(DATASET RECORDS begins)

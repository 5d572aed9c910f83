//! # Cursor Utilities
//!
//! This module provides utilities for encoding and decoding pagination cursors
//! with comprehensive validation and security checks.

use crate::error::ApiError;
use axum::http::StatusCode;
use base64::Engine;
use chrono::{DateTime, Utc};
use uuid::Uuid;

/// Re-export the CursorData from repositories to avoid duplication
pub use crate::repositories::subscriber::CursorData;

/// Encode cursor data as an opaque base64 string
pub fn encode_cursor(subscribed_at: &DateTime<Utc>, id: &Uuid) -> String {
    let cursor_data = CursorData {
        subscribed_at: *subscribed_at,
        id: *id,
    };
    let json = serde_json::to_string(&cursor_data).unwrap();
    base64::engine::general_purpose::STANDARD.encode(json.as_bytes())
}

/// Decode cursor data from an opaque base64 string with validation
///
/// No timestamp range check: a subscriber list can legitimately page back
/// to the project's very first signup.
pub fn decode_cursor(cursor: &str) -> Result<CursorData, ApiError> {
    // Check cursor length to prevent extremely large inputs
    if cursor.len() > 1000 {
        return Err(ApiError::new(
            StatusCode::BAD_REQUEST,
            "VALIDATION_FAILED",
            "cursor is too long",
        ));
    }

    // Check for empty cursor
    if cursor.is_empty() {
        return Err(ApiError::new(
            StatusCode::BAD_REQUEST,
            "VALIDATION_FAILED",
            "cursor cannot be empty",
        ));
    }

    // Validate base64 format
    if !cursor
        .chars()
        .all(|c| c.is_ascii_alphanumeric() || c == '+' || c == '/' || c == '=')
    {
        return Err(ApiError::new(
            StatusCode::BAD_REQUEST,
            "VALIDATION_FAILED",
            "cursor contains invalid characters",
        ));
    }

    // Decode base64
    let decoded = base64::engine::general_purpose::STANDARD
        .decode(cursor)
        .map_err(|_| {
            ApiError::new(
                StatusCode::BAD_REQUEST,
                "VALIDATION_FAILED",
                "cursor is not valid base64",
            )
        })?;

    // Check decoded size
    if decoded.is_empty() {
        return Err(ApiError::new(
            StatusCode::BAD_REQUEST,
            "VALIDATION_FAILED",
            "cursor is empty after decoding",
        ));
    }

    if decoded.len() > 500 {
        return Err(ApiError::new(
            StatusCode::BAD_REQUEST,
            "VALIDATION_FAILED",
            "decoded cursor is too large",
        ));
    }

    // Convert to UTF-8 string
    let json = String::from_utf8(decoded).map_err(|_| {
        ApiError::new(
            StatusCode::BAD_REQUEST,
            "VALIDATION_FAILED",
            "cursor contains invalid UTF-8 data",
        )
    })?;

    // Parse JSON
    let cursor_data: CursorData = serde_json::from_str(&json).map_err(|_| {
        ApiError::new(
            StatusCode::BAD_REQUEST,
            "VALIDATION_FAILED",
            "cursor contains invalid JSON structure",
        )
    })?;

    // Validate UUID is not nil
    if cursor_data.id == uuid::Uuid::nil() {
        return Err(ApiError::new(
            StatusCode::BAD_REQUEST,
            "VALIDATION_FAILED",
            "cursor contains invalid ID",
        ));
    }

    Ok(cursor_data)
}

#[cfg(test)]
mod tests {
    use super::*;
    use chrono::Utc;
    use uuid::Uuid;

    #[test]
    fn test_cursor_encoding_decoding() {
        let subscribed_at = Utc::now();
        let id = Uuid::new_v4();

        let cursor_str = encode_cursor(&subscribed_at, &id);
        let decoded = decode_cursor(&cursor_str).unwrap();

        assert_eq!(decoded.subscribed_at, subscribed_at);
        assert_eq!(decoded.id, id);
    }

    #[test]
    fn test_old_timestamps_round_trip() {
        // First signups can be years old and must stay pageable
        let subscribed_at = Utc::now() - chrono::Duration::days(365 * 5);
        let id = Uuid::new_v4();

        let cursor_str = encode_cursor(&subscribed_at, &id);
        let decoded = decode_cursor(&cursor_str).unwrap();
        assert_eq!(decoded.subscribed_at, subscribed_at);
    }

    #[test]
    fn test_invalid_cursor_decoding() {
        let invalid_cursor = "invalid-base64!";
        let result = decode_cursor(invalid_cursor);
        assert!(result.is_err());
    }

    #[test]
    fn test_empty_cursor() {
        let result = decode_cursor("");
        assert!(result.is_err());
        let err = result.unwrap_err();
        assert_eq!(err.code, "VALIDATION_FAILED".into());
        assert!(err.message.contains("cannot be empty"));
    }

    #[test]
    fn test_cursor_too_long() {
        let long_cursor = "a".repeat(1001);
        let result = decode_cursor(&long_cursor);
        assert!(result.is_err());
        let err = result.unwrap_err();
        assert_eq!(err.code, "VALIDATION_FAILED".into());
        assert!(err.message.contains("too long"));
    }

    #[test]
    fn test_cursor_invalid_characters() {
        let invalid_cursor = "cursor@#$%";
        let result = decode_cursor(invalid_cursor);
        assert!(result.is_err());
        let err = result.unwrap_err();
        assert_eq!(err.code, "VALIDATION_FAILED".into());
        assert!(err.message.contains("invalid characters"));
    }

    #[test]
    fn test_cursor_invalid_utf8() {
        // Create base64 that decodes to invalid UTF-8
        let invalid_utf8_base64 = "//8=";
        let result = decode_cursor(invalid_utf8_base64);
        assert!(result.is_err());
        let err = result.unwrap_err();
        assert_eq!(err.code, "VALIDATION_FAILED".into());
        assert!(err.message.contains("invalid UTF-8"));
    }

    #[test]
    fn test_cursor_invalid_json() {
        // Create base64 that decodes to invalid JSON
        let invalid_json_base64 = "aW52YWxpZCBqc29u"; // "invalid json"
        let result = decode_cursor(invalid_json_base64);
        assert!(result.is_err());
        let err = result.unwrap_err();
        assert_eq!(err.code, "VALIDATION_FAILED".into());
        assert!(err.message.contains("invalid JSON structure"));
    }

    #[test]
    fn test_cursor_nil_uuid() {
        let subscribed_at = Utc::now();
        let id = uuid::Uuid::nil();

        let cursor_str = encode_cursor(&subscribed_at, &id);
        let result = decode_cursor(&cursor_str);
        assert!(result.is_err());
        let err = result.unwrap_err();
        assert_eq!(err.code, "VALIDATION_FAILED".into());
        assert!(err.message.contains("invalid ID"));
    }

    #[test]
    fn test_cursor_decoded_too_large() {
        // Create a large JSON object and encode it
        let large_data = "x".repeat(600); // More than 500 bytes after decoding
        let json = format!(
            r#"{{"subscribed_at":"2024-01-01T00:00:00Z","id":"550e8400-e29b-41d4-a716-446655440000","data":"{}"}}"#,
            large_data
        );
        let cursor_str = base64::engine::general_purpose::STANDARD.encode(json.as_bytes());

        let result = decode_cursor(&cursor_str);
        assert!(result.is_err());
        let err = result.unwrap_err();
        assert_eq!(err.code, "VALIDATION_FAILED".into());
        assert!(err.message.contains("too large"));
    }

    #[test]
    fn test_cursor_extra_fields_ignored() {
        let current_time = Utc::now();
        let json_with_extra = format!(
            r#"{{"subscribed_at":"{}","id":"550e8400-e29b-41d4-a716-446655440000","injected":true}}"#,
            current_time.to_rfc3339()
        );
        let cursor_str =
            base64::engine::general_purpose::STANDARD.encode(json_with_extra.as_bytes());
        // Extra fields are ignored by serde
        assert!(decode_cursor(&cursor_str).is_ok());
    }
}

(DATASET RECORDS ends)
(DATASET RECORDS begins)

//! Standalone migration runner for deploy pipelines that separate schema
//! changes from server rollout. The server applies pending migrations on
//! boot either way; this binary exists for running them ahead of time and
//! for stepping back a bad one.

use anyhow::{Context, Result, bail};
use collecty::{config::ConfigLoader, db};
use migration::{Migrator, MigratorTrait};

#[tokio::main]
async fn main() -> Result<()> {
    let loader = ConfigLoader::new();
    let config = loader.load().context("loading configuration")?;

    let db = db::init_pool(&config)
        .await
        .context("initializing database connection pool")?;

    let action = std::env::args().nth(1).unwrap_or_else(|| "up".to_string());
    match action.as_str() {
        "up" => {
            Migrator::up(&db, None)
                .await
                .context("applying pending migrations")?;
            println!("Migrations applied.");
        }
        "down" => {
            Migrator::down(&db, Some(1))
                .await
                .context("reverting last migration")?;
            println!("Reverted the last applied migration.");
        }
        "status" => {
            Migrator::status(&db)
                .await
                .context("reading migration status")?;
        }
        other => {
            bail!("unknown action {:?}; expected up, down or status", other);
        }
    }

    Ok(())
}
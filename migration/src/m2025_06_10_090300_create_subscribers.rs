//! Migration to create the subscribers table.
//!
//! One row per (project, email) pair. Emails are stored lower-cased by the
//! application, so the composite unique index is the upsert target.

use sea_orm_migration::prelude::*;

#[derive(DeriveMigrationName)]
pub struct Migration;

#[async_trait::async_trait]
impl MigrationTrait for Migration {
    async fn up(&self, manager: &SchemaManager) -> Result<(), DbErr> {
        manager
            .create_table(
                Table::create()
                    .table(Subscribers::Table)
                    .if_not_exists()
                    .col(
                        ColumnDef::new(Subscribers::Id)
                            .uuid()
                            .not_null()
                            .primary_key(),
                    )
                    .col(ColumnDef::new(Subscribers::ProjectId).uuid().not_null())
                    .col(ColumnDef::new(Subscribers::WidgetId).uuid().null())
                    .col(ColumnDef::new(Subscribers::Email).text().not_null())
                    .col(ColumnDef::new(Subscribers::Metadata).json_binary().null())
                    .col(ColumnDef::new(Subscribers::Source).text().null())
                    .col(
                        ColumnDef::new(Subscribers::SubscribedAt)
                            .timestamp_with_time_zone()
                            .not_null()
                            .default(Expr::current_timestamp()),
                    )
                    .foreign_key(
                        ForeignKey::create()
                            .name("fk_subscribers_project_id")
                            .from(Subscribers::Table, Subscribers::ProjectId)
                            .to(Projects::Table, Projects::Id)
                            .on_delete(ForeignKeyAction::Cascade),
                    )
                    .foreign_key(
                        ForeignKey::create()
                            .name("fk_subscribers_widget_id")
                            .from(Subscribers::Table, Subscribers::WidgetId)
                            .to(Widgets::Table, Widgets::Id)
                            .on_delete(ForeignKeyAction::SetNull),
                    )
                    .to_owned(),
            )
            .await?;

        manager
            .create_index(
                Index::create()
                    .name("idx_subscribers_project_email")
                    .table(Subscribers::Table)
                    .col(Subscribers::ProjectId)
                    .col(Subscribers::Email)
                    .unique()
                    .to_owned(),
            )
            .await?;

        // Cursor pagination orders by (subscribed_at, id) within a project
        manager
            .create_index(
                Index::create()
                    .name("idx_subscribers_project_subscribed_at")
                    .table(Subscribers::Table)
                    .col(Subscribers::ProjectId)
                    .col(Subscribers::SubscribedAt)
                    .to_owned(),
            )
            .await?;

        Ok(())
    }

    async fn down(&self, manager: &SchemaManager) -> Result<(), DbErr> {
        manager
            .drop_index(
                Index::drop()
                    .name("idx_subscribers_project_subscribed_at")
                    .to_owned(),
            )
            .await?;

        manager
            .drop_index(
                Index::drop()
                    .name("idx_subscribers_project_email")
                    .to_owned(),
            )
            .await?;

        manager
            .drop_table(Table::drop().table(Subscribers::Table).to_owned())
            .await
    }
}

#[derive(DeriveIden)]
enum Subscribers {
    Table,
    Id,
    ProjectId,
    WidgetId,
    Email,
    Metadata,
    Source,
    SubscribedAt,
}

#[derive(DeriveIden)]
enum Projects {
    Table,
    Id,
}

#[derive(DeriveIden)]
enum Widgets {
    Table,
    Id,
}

(DATASET RECORDS ends)

» EXERCISE PROMPT
Would you count the lines in the entries that hold "pagination" and reply with only the count?

» EXERCISE RESPONSE
2